Source information.
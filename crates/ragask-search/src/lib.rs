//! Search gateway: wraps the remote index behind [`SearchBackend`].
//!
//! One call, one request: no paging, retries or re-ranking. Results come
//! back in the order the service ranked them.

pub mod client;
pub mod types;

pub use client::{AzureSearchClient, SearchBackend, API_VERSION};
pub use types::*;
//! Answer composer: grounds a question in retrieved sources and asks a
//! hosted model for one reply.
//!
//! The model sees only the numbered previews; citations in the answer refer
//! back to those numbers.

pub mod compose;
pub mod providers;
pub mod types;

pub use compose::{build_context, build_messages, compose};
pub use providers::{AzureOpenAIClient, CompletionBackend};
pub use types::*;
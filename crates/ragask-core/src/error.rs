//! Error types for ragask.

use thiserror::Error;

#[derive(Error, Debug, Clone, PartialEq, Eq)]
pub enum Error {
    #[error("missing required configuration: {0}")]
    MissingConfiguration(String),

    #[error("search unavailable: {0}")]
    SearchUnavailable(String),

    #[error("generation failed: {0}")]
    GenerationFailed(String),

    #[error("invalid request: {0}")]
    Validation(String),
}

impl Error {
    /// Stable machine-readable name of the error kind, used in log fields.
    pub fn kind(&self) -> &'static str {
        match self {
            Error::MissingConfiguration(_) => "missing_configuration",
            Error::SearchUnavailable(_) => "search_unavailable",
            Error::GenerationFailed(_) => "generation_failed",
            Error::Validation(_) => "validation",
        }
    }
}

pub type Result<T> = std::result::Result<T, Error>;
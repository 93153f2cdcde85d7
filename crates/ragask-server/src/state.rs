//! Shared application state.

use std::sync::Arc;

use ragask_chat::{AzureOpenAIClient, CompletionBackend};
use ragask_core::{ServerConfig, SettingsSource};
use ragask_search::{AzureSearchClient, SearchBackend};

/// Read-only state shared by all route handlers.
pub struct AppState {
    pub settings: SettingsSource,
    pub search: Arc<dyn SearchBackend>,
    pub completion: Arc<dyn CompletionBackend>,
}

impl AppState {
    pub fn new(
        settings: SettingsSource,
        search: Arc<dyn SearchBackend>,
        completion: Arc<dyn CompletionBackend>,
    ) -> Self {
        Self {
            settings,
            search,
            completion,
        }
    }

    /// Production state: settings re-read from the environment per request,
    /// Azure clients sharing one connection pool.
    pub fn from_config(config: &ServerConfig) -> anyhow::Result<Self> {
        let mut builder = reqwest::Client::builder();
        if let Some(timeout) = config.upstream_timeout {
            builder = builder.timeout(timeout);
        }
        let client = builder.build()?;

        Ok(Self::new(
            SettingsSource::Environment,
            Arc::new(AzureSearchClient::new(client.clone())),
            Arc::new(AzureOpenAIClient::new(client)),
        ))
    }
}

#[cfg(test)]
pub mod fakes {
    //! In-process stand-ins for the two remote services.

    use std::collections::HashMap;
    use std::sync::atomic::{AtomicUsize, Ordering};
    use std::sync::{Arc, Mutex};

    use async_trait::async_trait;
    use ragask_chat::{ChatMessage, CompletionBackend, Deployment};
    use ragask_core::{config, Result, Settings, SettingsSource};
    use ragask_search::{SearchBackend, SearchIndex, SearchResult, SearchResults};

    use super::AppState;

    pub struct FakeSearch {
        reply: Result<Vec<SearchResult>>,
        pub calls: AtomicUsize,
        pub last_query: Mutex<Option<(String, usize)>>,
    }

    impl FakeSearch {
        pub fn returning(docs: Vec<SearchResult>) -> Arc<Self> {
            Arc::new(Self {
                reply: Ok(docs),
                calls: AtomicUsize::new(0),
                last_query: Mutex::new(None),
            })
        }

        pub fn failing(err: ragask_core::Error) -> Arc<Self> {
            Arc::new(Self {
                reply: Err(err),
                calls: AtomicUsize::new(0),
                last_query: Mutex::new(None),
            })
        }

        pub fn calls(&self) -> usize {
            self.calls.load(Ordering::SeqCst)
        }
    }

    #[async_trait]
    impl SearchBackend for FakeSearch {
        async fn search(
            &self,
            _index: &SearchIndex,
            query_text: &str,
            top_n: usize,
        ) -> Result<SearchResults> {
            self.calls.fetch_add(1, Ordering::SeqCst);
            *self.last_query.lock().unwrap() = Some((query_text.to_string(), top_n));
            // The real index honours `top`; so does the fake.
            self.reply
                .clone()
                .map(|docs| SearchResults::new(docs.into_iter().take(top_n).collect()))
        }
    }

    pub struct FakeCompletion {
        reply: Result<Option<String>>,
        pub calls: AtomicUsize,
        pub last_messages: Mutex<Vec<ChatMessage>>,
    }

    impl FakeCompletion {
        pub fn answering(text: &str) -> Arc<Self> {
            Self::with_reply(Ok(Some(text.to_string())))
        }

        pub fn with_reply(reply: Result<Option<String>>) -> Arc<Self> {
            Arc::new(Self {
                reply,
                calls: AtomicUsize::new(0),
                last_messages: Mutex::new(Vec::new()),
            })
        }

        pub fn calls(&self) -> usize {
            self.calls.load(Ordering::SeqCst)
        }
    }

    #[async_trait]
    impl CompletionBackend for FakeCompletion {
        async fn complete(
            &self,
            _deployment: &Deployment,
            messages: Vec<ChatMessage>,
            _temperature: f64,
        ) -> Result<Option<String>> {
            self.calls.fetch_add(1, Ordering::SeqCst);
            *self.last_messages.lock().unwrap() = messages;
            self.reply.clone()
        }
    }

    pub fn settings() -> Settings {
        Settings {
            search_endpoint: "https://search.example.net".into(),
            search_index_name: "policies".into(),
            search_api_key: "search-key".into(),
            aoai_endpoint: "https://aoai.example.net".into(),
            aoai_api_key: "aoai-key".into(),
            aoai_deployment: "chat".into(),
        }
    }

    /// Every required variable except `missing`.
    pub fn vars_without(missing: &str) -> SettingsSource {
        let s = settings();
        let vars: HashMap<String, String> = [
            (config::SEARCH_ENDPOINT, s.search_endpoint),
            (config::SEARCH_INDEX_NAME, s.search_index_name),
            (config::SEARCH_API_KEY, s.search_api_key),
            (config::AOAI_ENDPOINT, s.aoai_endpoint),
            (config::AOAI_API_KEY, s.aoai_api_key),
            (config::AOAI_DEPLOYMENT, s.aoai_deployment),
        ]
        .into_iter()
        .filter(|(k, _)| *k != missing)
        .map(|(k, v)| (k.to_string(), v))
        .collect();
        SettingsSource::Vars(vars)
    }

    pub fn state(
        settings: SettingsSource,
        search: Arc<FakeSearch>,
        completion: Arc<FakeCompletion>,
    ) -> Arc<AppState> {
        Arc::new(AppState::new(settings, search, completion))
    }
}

Work instructions. After reading through the records, count the lines that hold the string "AzureSearchClient" and give only the count.

Solution for this exercise. 3